R. – Abbiamo voluto fare la riunione a Roma proprio per sentire il Santo Padre. La facciamo sempre in America Latina, stavolta abbiamo voluto venire a Roma proprio per chiedere al Papa – dopo 22 anni dalla creazione della fondazione Populorum Progressio – cosa voglia da noi, che prospettive, come possiamo migliorare il lavoro. Come tutti gli anni, abbiamo studiato i progetti che ci presentano le diverse giurisdizioni, vescovi, missionari e quest’anno abbiamo avuto 135 progetti, ne abbiamo finanziati 125. Erano molto ben presentati, per cui ne abbiamo dovuti scartare pochi. Un valore di un milione 800 mila dollari – intorno a un milione e mezzo di euro – è la cifra che abbiamo tutti gli anni e che viene data dai fedeli agli italiani, dalla Conferenza episcopale italiana, che sin dall’inizio ha voluto supportare questa opera di carità del Santo Padre.

D. – Come latinoamericano, e soprattutto come uomo da sempre sensibile ai problemi degli ultimi, Papa Francesco più volte ha preso posizione anche in favore delle popolazioni del Latino America – per esempio, degli indios dell’Amazzonia, ma non solo. In che modo vi ha incoraggiato?

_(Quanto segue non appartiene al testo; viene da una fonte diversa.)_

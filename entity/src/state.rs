use sea_orm::entity::prelude::*;

#[derive(Clone, Debug, PartialEq, Eq, DeriveEntityModel)]
#[sea_orm(table_name = "state")]
pub struct Model {
    #[sea_orm(primary_key)]
    pub id: i32,
    pub name: String,
    pub created_by: Option<i32>,
    pub updated_by: Option<i32>,
    pub created_at: DateTime,
    pub updated_at: DateTime,
}

#[derive(Copy, Clone, Debug, EnumIter, DeriveRelation)]
pub enum Relation {
    #[sea_orm(has_many = "super::division::Entity")]
    Division,
}

impl Related<super::division::Entity> for Entity {
    fn to() -> RelationDef {
        Relation::Division.def()
    }
}

impl ActiveModelBehavior for ActiveModel {}
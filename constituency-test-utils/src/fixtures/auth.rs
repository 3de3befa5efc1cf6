//! Signed JWT fixtures.
//!
//! Tokens carry the `{ id, exp }` claims the server's `AuthUser` extractor expects and are
//! signed with the context's JWT secret.

use chrono::Utc;
use jsonwebtoken::{encode, EncodingKey, Header};
use serde_json::json;

use crate::{constant::TEST_TOKEN_TTL_SECONDS, error::TestError, TestContext};

impl TestContext {
    pub fn auth<'a>(&'a self) -> AuthFixtures<'a> {
        AuthFixtures { setup: self }
    }
}

pub struct AuthFixtures<'a> {
    setup: &'a TestContext,
}

impl<'a> AuthFixtures<'a> {
    /// Signed token for `user_id`, valid for [`TEST_TOKEN_TTL_SECONDS`].
    pub fn token(&self, user_id: i32) -> Result<String, TestError> {
        let exp = Utc::now().timestamp() + TEST_TOKEN_TTL_SECONDS;
        self.sign(user_id, exp, &self.setup.jwt_secret)
    }

    /// `Authorization` header value carrying a valid token for `user_id`.
    pub fn bearer(&self, user_id: i32) -> Result<String, TestError> {
        Ok(format!("Bearer {}", self.token(user_id)?))
    }

    /// Token for `user_id` that expired an hour ago.
    pub fn expired_token(&self, user_id: i32) -> Result<String, TestError> {
        let exp = Utc::now().timestamp() - 3600;
        self.sign(user_id, exp, &self.setup.jwt_secret)
    }

    /// Token for `user_id` signed with a secret the server does not know.
    pub fn foreign_token(&self, user_id: i32) -> Result<String, TestError> {
        let exp = Utc::now().timestamp() + TEST_TOKEN_TTL_SECONDS;
        self.sign(user_id, exp, "not_the_server_secret")
    }

    fn sign(&self, user_id: i32, exp: i64, secret: &str) -> Result<String, TestError> {
        let claims = json!({ "id": user_id, "exp": exp });

        Ok(encode(
            &Header::default(),
            &claims,
            &EncodingKey::from_secret(secret.as_bytes()),
        )?)
    }
}
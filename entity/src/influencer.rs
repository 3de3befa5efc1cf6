use sea_orm::entity::prelude::*;

#[derive(Clone, Debug, PartialEq, Eq, DeriveEntityModel)]
#[sea_orm(table_name = "influencer")]
pub struct Model {
    #[sea_orm(primary_key)]
    pub id: i32,
    pub name: String,
    #[sea_orm(unique)]
    pub contact_number: String,
    pub alternate_number: Option<String>,
    #[sea_orm(unique)]
    pub email: Option<String>,
    pub full_address: String,
    pub state_id: i32,
    pub division_id: i32,
    pub parliament_id: i32,
    pub assembly_id: i32,
    pub block_id: i32,
    pub booth_id: i32,
    pub created_by: Option<i32>,
    pub updated_by: Option<i32>,
    pub created_at: DateTime,
    pub updated_at: DateTime,
}

#[derive(Copy, Clone, Debug, EnumIter, DeriveRelation)]
pub enum Relation {
    #[sea_orm(
        belongs_to = "super::state::Entity",
        from = "Column::StateId",
        to = "super::state::Column::Id",
        on_update = "NoAction",
        on_delete = "Restrict"
    )]
    State,
    #[sea_orm(
        belongs_to = "super::division::Entity",
        from = "Column::DivisionId",
        to = "super::division::Column::Id",
        on_update = "NoAction",
        on_delete = "Restrict"
    )]
    Division,
    #[sea_orm(
        belongs_to = "super::parliament::Entity",
        from = "Column::ParliamentId",
        to = "super::parliament::Column::Id",
        on_update = "NoAction",
        on_delete = "Restrict"
    )]
    Parliament,
    #[sea_orm(
        belongs_to = "super::assembly::Entity",
        from = "Column::AssemblyId",
        to = "super::assembly::Column::Id",
        on_update = "NoAction",
        on_delete = "Restrict"
    )]
    Assembly,
    #[sea_orm(
        belongs_to = "super::block::Entity",
        from = "Column::BlockId",
        to = "super::block::Column::Id",
        on_update = "NoAction",
        on_delete = "Restrict"
    )]
    Block,
    #[sea_orm(
        belongs_to = "super::booth::Entity",
        from = "Column::BoothId",
        to = "super::booth::Column::Id",
        on_update = "NoAction",
        on_delete = "Restrict"
    )]
    Booth,
}

impl ActiveModelBehavior for ActiveModel {}
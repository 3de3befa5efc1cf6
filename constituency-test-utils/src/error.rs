use thiserror::Error;

#[derive(Error, Debug)]
pub enum TestError {
    #[error(transparent)]
    DbErr(#[from] sea_orm::DbErr),
    #[error(transparent)]
    JwtError(#[from] jsonwebtoken::errors::Error),
}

R. – Prima di tutto, ci ha fatto un’analisi molto bella dei problemi, non direi tanto dell’America Latina quanto dell’umanità. Ci ha parlato di nuovo di questo suo concetto – che a me piace molto – dello “scarto”, dello scarto dei bambini, degli anziani: quelli che non producono, in questa società che mira molto al guadagno, all’economia, alla fine vengono scartati. Quelli che non producono, quelli non servono. Questo concetto del Santo Padre, che è bellissimo, lui lo ha voluto estendere anche ai giovani: ultimamente, ha parlato molto dell’occupazione giovanile, ci ha dato anche dei dati sull’occupazione in Italia, in Spagna ed in altri Paesi, anche in America Latina ed il Papa ha detto che questo è uno scarto molto grave. Ha chiesto alla Fondazione di lavorare in questo ambito dello "scarto" – se possiamo dire così – cioè aiutare i giovani. Il Papa ha parlato di alcune scuole in America Latina, che si chiamano scuole di “de Artes y Oficios”, che insegnano ai ragazzi a fare qualche cosa in uno o due anni, perché c’è una fascia di popolazione che né studia e né lavora, e diventano scarti della società. Poi, abbiamo parlato anche dell’indigenismo, anche dell’ideologia indigenista che in fondo non aiuta gli indigeni: la possibilità poi che le popolazioni indigene possano avere uno sviluppo mantenendo le proprie peculiarità, ma anche inserendosi nel mondo nella quale viviamo. Prima, abbiamo anche parlato dell’evangelizzazione, la carità unita all’evangelizzazione e anche qui il Papa è stato molto chiaro, ha avuto parole molto belle che coincidono perfettamente anche con la visione che abbiamo a Cor Unum, che ha il nostro cardinal Robert Sarah. È stato bellissimo perché nell’ultima riunione che abbiamo avuto lui ha parlato delle stesse cose che il Papa, due ore dopo, ci ha ripetuto. Questa formazione e questa visione antropologica dell’uomo “integrale”: l’uomo non è soltanto un corpo e uno stomaco da riempire, l’uomo è una dimensione eterna e negare ai poveri, negare agli uomini questa dimensione è una cosa che non ci possiamo permettere. La Chiesa la deve dare all’uomo insieme al pane, insieme all’alloggio, insieme all’aiuto.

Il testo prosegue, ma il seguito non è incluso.